Même de grands artistes du chant lyrique n’ont (eu) aucune idée de comment ils « font » lors de la respiration. Comme cette phrase célèbre d’Adelina Patti, qui a dit « Qu’est-ce qu’un diaphragme? Je n’en ai jamais entendu parler dans ma carrière. ». Et c’est peu dire tellement cette soprano a eu une carrière extraordinaire commencée à l’âge de 7 ans, pendant plus de 50 ans, Verdi la considérant comme la meilleure cantatrice qu’il ait jamais entendue…
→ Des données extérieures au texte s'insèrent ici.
use chrono::{DateTime, Utc};
use serde::{Deserialize, Serialize};

/// The status alphabet a `Task` moves through. Order here is documentation
/// only — legality of a transition is governed entirely by
/// [`VALID_TRANSITIONS`], not by enum declaration order.
#[derive(Debug, Clone, Copy, PartialEq, Eq, Hash, Serialize, Deserialize)]
#[serde(rename_all = "snake_case")]
pub enum TaskStatus {
    Queued,
    Dispatched,
    Running,
    Evaluating,
    Retrying,
    Blocked,
    Failed,
    Cancelled,
    Complete,
    PrReview,
    ReviewTriage,
    Merging,
    Merged,
    Deploying,
    Deployed,
    Verifying,
    Verified,
    VerifyFailed,
}

impl TaskStatus {
    /// Terminal states retain history but are never mutated by the pulse
    /// again, except for the self-healer's reset of a `Blocked` parent.
    pub fn is_terminal(self) -> bool {
        matches!(
            self,
            TaskStatus::Deployed
                | TaskStatus::Verified
                | TaskStatus::Merged
                | TaskStatus::Failed
                | TaskStatus::Cancelled
        )
    }

    pub fn as_str(self) -> &'static str {
        match self {
            TaskStatus::Queued => "queued",
            TaskStatus::Dispatched => "dispatched",
            TaskStatus::Running => "running",
            TaskStatus::Evaluating => "evaluating",
            TaskStatus::Retrying => "retrying",
            TaskStatus::Blocked => "blocked",
            TaskStatus::Failed => "failed",
            TaskStatus::Cancelled => "cancelled",
            TaskStatus::Complete => "complete",
            TaskStatus::PrReview => "pr_review",
            TaskStatus::ReviewTriage => "review_triage",
            TaskStatus::Merging => "merging",
            TaskStatus::Merged => "merged",
            TaskStatus::Deploying => "deploying",
            TaskStatus::Deployed => "deployed",
            TaskStatus::Verifying => "verifying",
            TaskStatus::Verified => "verified",
            TaskStatus::VerifyFailed => "verify_failed",
        }
    }

    pub fn from_str_opt(s: &str) -> Option<Self> {
        Some(match s {
            "queued" => TaskStatus::Queued,
            "dispatched" => TaskStatus::Dispatched,
            "running" => TaskStatus::Running,
            "evaluating" => TaskStatus::Evaluating,
            "retrying" => TaskStatus::Retrying,
            "blocked" => TaskStatus::Blocked,
            "failed" => TaskStatus::Failed,
            "cancelled" => TaskStatus::Cancelled,
            "complete" => TaskStatus::Complete,
            "pr_review" => TaskStatus::PrReview,
            "review_triage" => TaskStatus::ReviewTriage,
            "merging" => TaskStatus::Merging,
            "merged" => TaskStatus::Merged,
            "deploying" => TaskStatus::Deploying,
            "deployed" => TaskStatus::Deployed,
            "verifying" => TaskStatus::Verifying,
            "verified" => TaskStatus::Verified,
            "verify_failed" => TaskStatus::VerifyFailed,
            _ => return None,
        })
    }

    /// Transitions representing a pipeline stage, which earn a proof-log
    /// entry. Micro-transitions (e.g. `running -> evaluating`) do not.
    pub fn is_significant_transition(from: TaskStatus, to: TaskStatus) -> bool {
        matches!(
            to,
            TaskStatus::Dispatched
                | TaskStatus::PrReview
                | TaskStatus::ReviewTriage
                | TaskStatus::Merging
                | TaskStatus::Merged
                | TaskStatus::Deploying
                | TaskStatus::Deployed
                | TaskStatus::Verifying
                | TaskStatus::Verified
                | TaskStatus::VerifyFailed
        ) || from == to
    }
}

/// The fixed whitelist of legal `(from, to)` edges. Anything not listed here
/// is rejected by the state machine with an error naming the legal next
/// states for `from`.
pub const VALID_TRANSITIONS: &[(TaskStatus, TaskStatus)] = {
    use TaskStatus::*;
    &[
        (Queued, Dispatched),
        (Queued, Cancelled),
        (Queued, Blocked),
        (Dispatched, Running),
        (Dispatched, Failed),
        (Dispatched, Cancelled),
        (Running, Evaluating),
        (Running, Cancelled),
        (Running, Failed),
        (Evaluating, Complete),
        (Evaluating, Retrying),
        (Evaluating, Blocked),
        (Evaluating, Failed),
        (Retrying, Queued),
        (Retrying, Blocked),
        (Retrying, Cancelled),
        (Blocked, Queued),
        (Blocked, Cancelled),
        (Failed, Queued),
        (Failed, Cancelled),
        (Complete, PrReview),
        (Complete, Deployed),
        (Complete, Cancelled),
        (PrReview, PrReview),
        (PrReview, ReviewTriage),
        (PrReview, Merging),
        (PrReview, Merged),
        (PrReview, Blocked),
        (PrReview, Dispatched),
        (PrReview, Cancelled),
        (ReviewTriage, Merging),
        (ReviewTriage, Blocked),
        (ReviewTriage, Dispatched),
        (ReviewTriage, Cancelled),
        (Merging, Merged),
        (Merging, Blocked),
        (Merging, PrReview),
        (Merged, Deploying),
        (Merged, Deployed),
        (Merged, Cancelled),
        (Deploying, Deployed),
        (Deploying, Blocked),
        (Deploying, Deploying),
        (Deployed, Verifying),
        (Deployed, Cancelled),
        (Verifying, Verified),
        (Verifying, VerifyFailed),
        (VerifyFailed, Verifying),
        (VerifyFailed, Cancelled),
    ]
};

/// An append-only row recording one status change. Never mutated or
/// deleted once written.
#[derive(Debug, Clone, Serialize, Deserialize)]
pub struct StateLogEntry {
    pub id: i64,
    pub task_id: String,
    pub from_status: Option<TaskStatus>,
    pub to_status: TaskStatus,
    pub reason: Option<String>,
    pub created_at: DateTime<Utc>,
}
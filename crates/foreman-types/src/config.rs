use std::time::Duration;

use serde::{Deserialize, Serialize};

use crate::duration::{deserialize_duration, serialize_duration};

/// Layered configuration root. Defaults here are overridden by
/// `foreman.toml` in the target repo, then by `FOREMAN_*` environment
/// variables, then by CLI flags — in that order, matching the teacher's
/// `.shipper.toml` layering generalized to a nested-struct shape.
#[derive(Debug, Clone, Serialize, Deserialize)]
#[serde(default)]
pub struct ForemanConfig {
    pub concurrency: ConcurrencyConfig,
    pub dispatch: DispatchConfig,
    pub evaluator: EvaluatorConfig,
    pub lifecycle: LifecycleConfig,
    pub lock: LockConfig,
    pub retry: RetryConfig,
    pub hang: HangConfig,
    pub model_resolver: ModelResolverConfig,
}

impl Default for ForemanConfig {
    fn default() -> Self {
        Self {
            concurrency: ConcurrencyConfig::default(),
            dispatch: DispatchConfig::default(),
            evaluator: EvaluatorConfig::default(),
            lifecycle: LifecycleConfig::default(),
            lock: LockConfig::default(),
            retry: RetryConfig::default(),
            hang: HangConfig::default(),
            model_resolver: ModelResolverConfig::default(),
        }
    }
}

#[derive(Debug, Clone, Serialize, Deserialize)]
#[serde(default)]
pub struct ConcurrencyConfig {
    pub cpu_high_pct: f64,
    pub cpu_medium_pct: f64,
    pub cpu_low_pct: f64,
}

impl Default for ConcurrencyConfig {
    fn default() -> Self {
        Self {
            cpu_high_pct: 85.0,
            cpu_medium_pct: 70.0,
            cpu_low_pct: 40.0,
        }
    }
}

#[derive(Debug, Clone, Serialize, Deserialize)]
#[serde(default)]
pub struct DispatchConfig {
    pub identity_env: String,
    #[serde(
        deserialize_with = "deserialize_duration",
        serialize_with = "serialize_duration"
    )]
    pub health_probe_timeout: Duration,
    #[serde(
        deserialize_with = "deserialize_duration",
        serialize_with = "serialize_duration"
    )]
    pub health_cache_ttl: Duration,
    pub max_diverged_files_for_reuse: usize,
}

impl Default for DispatchConfig {
    fn default() -> Self {
        Self {
            identity_env: "FOREMAN_IDENTITY".to_string(),
            health_probe_timeout: Duration::from_secs(15),
            health_cache_ttl: Duration::from_secs(300),
            max_diverged_files_for_reuse: 50,
        }
    }
}

#[derive(Debug, Clone, Serialize, Deserialize)]
#[serde(default)]
pub struct EvaluatorConfig {
    #[serde(
        deserialize_with = "deserialize_duration",
        serialize_with = "serialize_duration"
    )]
    pub ai_evaluator_timeout: Duration,
    pub ai_evaluator_model: String,
    pub tail_lines_for_heuristics: usize,
}

impl Default for EvaluatorConfig {
    fn default() -> Self {
        Self {
            ai_evaluator_timeout: Duration::from_secs(60),
            ai_evaluator_model: "haiku".to_string(),
            tail_lines_for_heuristics: 20,
        }
    }
}

#[derive(Debug, Clone, Serialize, Deserialize)]
#[serde(default)]
pub struct LifecycleConfig {
    /// Check names that may fail without blocking a merge, matched
    /// case-insensitively, provided the mainline quality-gate action itself
    /// passed and nothing else failed. Decided open question: default
    /// `["sonarcloud"]`.
    pub admin_overridable_checks: Vec<String>,
    #[serde(
        deserialize_with = "deserialize_duration",
        serialize_with = "serialize_duration"
    )]
    pub deploy_timeout: Duration,
    #[serde(
        deserialize_with = "deserialize_duration",
        serialize_with = "serialize_duration"
    )]
    pub stuck_deploying_recovery: Duration,
    pub self_deploying_marker_file: String,
    pub self_deploying_marker_string: String,
}

impl Default for LifecycleConfig {
    fn default() -> Self {
        Self {
            admin_overridable_checks: vec!["sonarcloud".to_string()],
            deploy_timeout: Duration::from_secs(300),
            stuck_deploying_recovery: Duration::from_secs(600),
            self_deploying_marker_file: ".foreman/self-deploying".to_string(),
            self_deploying_marker_string: "# foreman:self-deploying".to_string(),
        }
    }
}

#[derive(Debug, Clone, Serialize, Deserialize)]
#[serde(default)]
pub struct LockConfig {
    #[serde(
        deserialize_with = "deserialize_duration",
        serialize_with = "serialize_duration"
    )]
    pub stale_timeout: Duration,
}

impl Default for LockConfig {
    fn default() -> Self {
        Self {
            stale_timeout: Duration::from_secs(600),
        }
    }
}

#[derive(Debug, Clone, Serialize, Deserialize)]
#[serde(default)]
pub struct RetryConfig {
    pub max_retries: u32,
    #[serde(
        deserialize_with = "deserialize_duration",
        serialize_with = "serialize_duration"
    )]
    pub base_delay: Duration,
    pub forge_retry_attempts: u32,
}

impl Default for RetryConfig {
    fn default() -> Self {
        Self {
            max_retries: 3,
            base_delay: Duration::from_secs(1),
            forge_retry_attempts: 3,
        }
    }
}

/// Two-phase hang handling for a dispatched worker (§5): at 50% of
/// `hang_budget` with no sign of progress the worker's process tree gets a
/// `SIGTERM`; if it's still alive `grace_period` later it gets a `SIGKILL`.
#[derive(Debug, Clone, Serialize, Deserialize)]
#[serde(default)]
pub struct HangConfig {
    #[serde(
        deserialize_with = "deserialize_duration",
        serialize_with = "serialize_duration"
    )]
    pub hang_budget: Duration,
    #[serde(
        deserialize_with = "deserialize_duration",
        serialize_with = "serialize_duration"
    )]
    pub grace_period: Duration,
}

impl Default for HangConfig {
    fn default() -> Self {
        Self {
            hang_budget: Duration::from_secs(30 * 60),
            grace_period: Duration::from_secs(60),
        }
    }
}

impl HangConfig {
    /// The point at which a still-running worker gets its first `SIGTERM`.
    pub fn sigterm_threshold(&self) -> Duration {
        self.hang_budget / 2
    }
}

/// Tier-default model identifiers and complexity-classifier thresholds for
/// [`crate::ModelTier`] resolution (§2 ModelResolver, priority 3-4).
#[derive(Debug, Clone, Serialize, Deserialize)]
#[serde(default)]
pub struct ModelResolverConfig {
    pub cheap_model: String,
    pub standard_model: String,
    pub premium_model: String,
    /// Descriptions at or under this many words classify as `Cheap`.
    pub simple_word_ceiling: usize,
    /// Descriptions at or under this many words classify as `Standard`;
    /// longer ones classify as `Premium`.
    pub standard_word_ceiling: usize,
    /// Keywords that force a `Premium` classification regardless of length
    /// (architectural/cross-cutting work a cheap model tends to botch).
    pub premium_keywords: Vec<String>,
}

impl Default for ModelResolverConfig {
    fn default() -> Self {
        Self {
            cheap_model: "haiku".to_string(),
            standard_model: "sonnet".to_string(),
            premium_model: "opus".to_string(),
            simple_word_ceiling: 12,
            standard_word_ceiling: 40,
            premium_keywords: vec![
                "migration".to_string(),
                "architecture".to_string(),
                "security".to_string(),
                "refactor the".to_string(),
            ],
        }
    }
}

/// A model capability tier, generalizing the worker CLI's `haiku -> sonnet ->
/// opus` / `flash -> pro` escalation ladders into one ordered vocabulary.
#[derive(Debug, Clone, Copy, PartialEq, Eq, PartialOrd, Ord, Serialize, Deserialize)]
#[serde(rename_all = "snake_case")]
pub enum ModelTier {
    Cheap,
    Standard,
    Premium,
}

impl ModelTier {
    /// The next tier up, or `None` if already at the ceiling.
    pub fn escalate(self) -> Option<Self> {
        match self {
            ModelTier::Cheap => Some(ModelTier::Standard),
            ModelTier::Standard => Some(ModelTier::Premium),
            ModelTier::Premium => None,
        }
    }
}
Bref. Le système respiratoire et la fonction sont extrêmement complexes, les interrelations musculaires et l’organisation dans un contexte phonatoire sont encore mal comprises de nos jours, même dans la communauté médicale et scientifique. 

L'appogio et les styles musicaux

La fonction respiratoire travaille en synergie avec d’autres dans la phonation. « Le contrôle de l’expiration » est un phénomène dans lequel nos cordes vocales ainsi que le conduit pharyngé-buccal (et/ou nasal) vont créer une résistance à l’écoulement de l’air. Cette résistance est établie en fonction de la tâche vocale dont l’intensité, la hauteur de la note, le mécanisme laryngé, le phonème, l’espace dans le pharynx et la bouche du fait de la position du voile du palais, de la langue, des lèvres et de la mâchoire, … ne sont que quelques éléments constitutifs qui me viennent à l’esprit.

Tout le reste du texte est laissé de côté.